REQUIREMENT: Using the listing below, give the number of lines where "CategoryColors" appears, and nothing else.
*** Block opens ***
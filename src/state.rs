use std::path::{Path, PathBuf};
use std::sync::Arc;

use anyhow::{Context, Result};
use chrono::NaiveDate;

use crate::analysis::trend::Granularity;
use crate::color::CategoryColors;
use crate::config::DashboardConfig;
use crate::data::cache::DatasetCache;
use crate::data::export::{self, ExportOptions};
use crate::data::filter::{DateRange, FilterParams, FilteredView};
use crate::data::model::Dataset;
use crate::pipeline::{self, AnalysisSettings, Outcome};

// ---------------------------------------------------------------------------
// Status line
// ---------------------------------------------------------------------------

pub const NO_DATA_MESSAGE: &str =
    "No data available for the selected filters. Please adjust your selection.";

#[derive(Debug, Clone, PartialEq, Eq)]
pub enum Status {
    Info(String),
    Warning(String),
    Error(String),
}

// ---------------------------------------------------------------------------
// Application state
// ---------------------------------------------------------------------------

/// The full UI state, independent of rendering.
pub struct AppState {
    pub config: DashboardConfig,
    pub settings: AnalysisSettings,

    cache: DatasetCache,

    /// Path of the loaded (or last attempted) dataset.
    pub dataset_path: Option<PathBuf>,

    /// Normalized dataset (None until a file loads successfully).
    pub dataset: Option<Arc<Dataset>>,

    /// Earliest and latest purchase date; bounds for the date pickers.
    pub date_bounds: Option<(NaiveDate, NaiveDate)>,

    /// Current filter selection.
    pub filters: Option<FilterParams>,

    /// "Select all categories" switch.
    pub all_categories: bool,

    pub category_colors: CategoryColors,

    /// Result of the last pipeline run.
    pub outcome: Option<Outcome>,

    /// Status / error message shown in the UI.
    pub status: Option<Status>,

    /// Warning about the loaded dataset itself (e.g. a column with no
    /// numbers). Shown again when the empty-view warning clears.
    load_note: Option<String>,

    /// Append `discount` and `discount_status` when exporting.
    pub export_derived: bool,
}

impl AppState {
    pub fn new(config: DashboardConfig) -> Self {
        Self {
            settings: AnalysisSettings::from(&config),
            export_derived: config.export_derived_columns,
            config,
            cache: DatasetCache::new(),
            dataset_path: None,
            dataset: None,
            date_bounds: None,
            filters: None,
            all_categories: true,
            category_colors: CategoryColors::default(),
            outcome: None,
            status: None,
            load_note: None,
        }
    }

    /// Load `path` through the cache. On failure the previous dataset is
    /// dropped and nothing further is computed until a load succeeds.
    pub fn open(&mut self, path: &Path) -> Result<()> {
        self.dataset_path = Some(path.to_path_buf());
        let loaded = self
            .cache
            .load(path)
            .with_context(|| format!("loading dataset {}", path.display()));

        match loaded {
            Ok(dataset) => {
                log::info!(
                    "Loaded {} order lines with columns {:?}",
                    dataset.len(),
                    dataset.column_names()
                );
                self.set_dataset(dataset);
                Ok(())
            }
            Err(e) => {
                log::error!("Failed to load dataset: {e:#}");
                self.dataset = None;
                self.date_bounds = None;
                self.filters = None;
                self.outcome = None;
                self.status = Some(Status::Error(format!("{e:#}")));
                Err(e)
            }
        }
    }

    /// Re-read the current path from disk, bypassing the cache.
    pub fn reload(&mut self) -> Result<()> {
        let Some(path) = self.dataset_path.clone() else {
            return Ok(());
        };
        self.cache.invalidate(&path);
        self.open(&path)
    }

    /// Ingest a normalized dataset: select everything, then compute.
    pub fn set_dataset(&mut self, dataset: Arc<Dataset>) {
        self.date_bounds = dataset.date_bounds();
        self.filters = FilterParams::select_all(&dataset);
        self.all_categories = true;
        self.category_colors = CategoryColors::new(&dataset.categories);

        let notes: Vec<String> = dataset.fallbacks().map(|s| s.to_string()).collect();
        self.load_note = if dataset.is_empty() {
            Some("The dataset has no order lines; nothing to show.".to_string())
        } else if self.filters.is_none() {
            Some("No row has a parseable order_purchase_timestamp; nothing to show.".to_string())
        } else if notes.is_empty() {
            None
        } else {
            Some(notes.join("; "))
        };
        self.status = self.load_note.clone().map(Status::Warning);

        self.dataset = Some(dataset);
        self.refresh();
    }

    /// Run the pipeline for the current selection.
    pub fn refresh(&mut self) {
        let (Some(dataset), Some(filters)) = (&self.dataset, &self.filters) else {
            self.outcome = None;
            return;
        };
        let outcome = pipeline::run(dataset, filters, &self.settings);
        let showing_empty =
            matches!(&self.status, Some(Status::Warning(m)) if m == NO_DATA_MESSAGE);
        if outcome == Outcome::Empty {
            self.status = Some(Status::Warning(NO_DATA_MESSAGE.to_string()));
        } else if showing_empty {
            self.status = self.load_note.clone().map(Status::Warning);
        }
        self.outcome = Some(outcome);
    }

    pub fn set_date_range(&mut self, start: NaiveDate, end: NaiveDate) {
        if let Some(filters) = &mut self.filters {
            filters.date_range = DateRange::new(start, end);
            self.refresh();
        }
    }

    /// Switch between every category and the first
    /// `initial_category_count` of them.
    pub fn set_all_categories(&mut self, all: bool) {
        self.all_categories = all;
        let (Some(dataset), Some(filters)) = (&self.dataset, &mut self.filters) else {
            return;
        };
        filters.categories = if all {
            dataset.categories.clone()
        } else {
            dataset
                .categories
                .iter()
                .take(self.config.initial_category_count)
                .cloned()
                .collect()
        };
        self.refresh();
    }

    /// Toggle a single category in the selection.
    pub fn toggle_category(&mut self, category: &str) {
        if let Some(filters) = &mut self.filters {
            if !filters.categories.remove(category) {
                filters.categories.insert(category.to_string());
            }
            self.refresh();
        }
    }

    pub fn set_granularity(&mut self, granularity: Granularity) {
        if self.settings.granularity != granularity {
            self.settings.granularity = granularity;
            self.refresh();
        }
    }

    pub fn visible_rows(&self) -> usize {
        match &self.outcome {
            Some(Outcome::Report(report)) => report.visible_indices.len(),
            _ => 0,
        }
    }

    /// Default export target: `filtered_data_<today>.csv` in the export dir.
    pub fn default_export_path(&self) -> PathBuf {
        export::default_export_path_today(&self.config.export_dir)
    }

    /// Write the current filtered view to `path`.
    pub fn export(&mut self, path: &Path) -> Result<usize> {
        let (Some(dataset), Some(Outcome::Report(report))) = (&self.dataset, &self.outcome) else {
            anyhow::bail!("Nothing to export for the current selection");
        };
        let view = FilteredView::from_indices(dataset, report.visible_indices.clone());
        let options = ExportOptions {
            include_derived: self.export_derived,
        };
        let rows = export::write_csv(&view, path, options).context("exporting filtered data")?;
        self.status = Some(Status::Info(format!(
            "Filtered data saved as '{}' ({rows} rows)",
            path.display()
        )));
        Ok(rows)
    }
}
//! Aggregation library: pure reducers over a filtered view.
//!
//! ```text
//!   FilteredView
//!        │
//!        ├──► kpi          totals, average, unique products
//!        ├──► ranking      top products, category performance
//!        ├──► trend        daily / weekly sales buckets
//!        ├──► discount     with vs without discount
//!        └──► correlation  price × quantity, price/freight/weight matrix
//! ```
//!
//! Every reducer reads the view only; any order, any subset.

pub mod correlation;
pub mod discount;
pub mod kpi;
pub mod ranking;
pub mod stats;
pub mod trend;

use thiserror::Error;

use crate::data::filter::FilteredView;

/// A reducer could not run for this request. The dataset is unaffected.
#[derive(Debug, Clone, Error, PartialEq, Eq)]
pub enum AnalysisError {
    #[error("Column '{0}' is not present in the dataset")]
    MissingColumn(&'static str),

    #[error("Column '{0}' has no numeric values in the dataset")]
    NoNumericValues(&'static str),
}

/// Err when `column` had no parseable value and was filled with 0.0 on load;
/// any figure built from it would be meaningless.
pub(crate) fn require_samples(
    view: &FilteredView<'_>,
    column: &'static str,
) -> Result<(), AnalysisError> {
    if view.dataset().fell_back(column) {
        Err(AnalysisError::NoNumericValues(column))
    } else {
        Ok(())
    }
}

#[cfg(test)]
pub(crate) mod fixtures {
    use chrono::NaiveDate;

    use crate::data::filter::{filter, FilterParams, FilteredView};
    use crate::data::model::{Column, Dataset, Fill, ImputationSummary, OrderRecord, SchemaColumn};

    /// One order line at noon on `date`.
    pub fn order(
        date: &str,
        category: &str,
        product_id: &str,
        price: f64,
        payment: f64,
        quantity: f64,
    ) -> OrderRecord {
        OrderRecord {
            timestamp: NaiveDate::parse_from_str(date, "%Y-%m-%d")
                .unwrap()
                .and_hms_opt(12, 0, 0),
            product_id: product_id.to_string(),
            category: category.to_string(),
            price,
            freight_value: price / 10.0,
            product_weight_g: 100.0,
            payment_value: Some(payment),
            quantity: Some(quantity),
            passthrough: Vec::new(),
        }
    }

    pub fn dataset(records: Vec<OrderRecord>) -> Dataset {
        let columns = [
            ("order_purchase_timestamp", Column::Timestamp),
            ("product_id", Column::ProductId),
            ("product_category_name", Column::Category),
            ("price", Column::Price),
            ("payment_value", Column::PaymentValue),
            ("freight_value", Column::FreightValue),
            ("product_weight_g", Column::ProductWeight),
            ("quantity", Column::Quantity),
        ]
        .into_iter()
        .map(|(name, kind)| SchemaColumn {
            name: name.to_string(),
            kind,
        })
        .collect();
        Dataset::new(columns, records, Vec::new(), false)
    }

    /// Mark `column` as having had no numeric values on load, with every
    /// cell filled with 0.0.
    pub fn zero_filled(mut ds: Dataset, column: &'static str) -> Dataset {
        let set = |r: &mut OrderRecord| match column {
            "price" => r.price = 0.0,
            "freight_value" => r.freight_value = 0.0,
            "product_weight_g" => r.product_weight_g = 0.0,
            other => panic!("not an imputed column: {other}"),
        };
        ds.records.iter_mut().for_each(set);
        ds.imputation.push(ImputationSummary {
            column,
            parsed: 0,
            imputed: ds.records.len(),
            fill: Fill::ZeroFallback,
        });
        ds
    }

    /// Every timestamped row of `ds`.
    pub fn all_of(ds: &Dataset) -> FilteredView<'_> {
        let params = FilterParams::select_all(ds).unwrap();
        filter(ds, &params)
    }
}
*** Block closes ***
PROBLEM SOLUTION: 4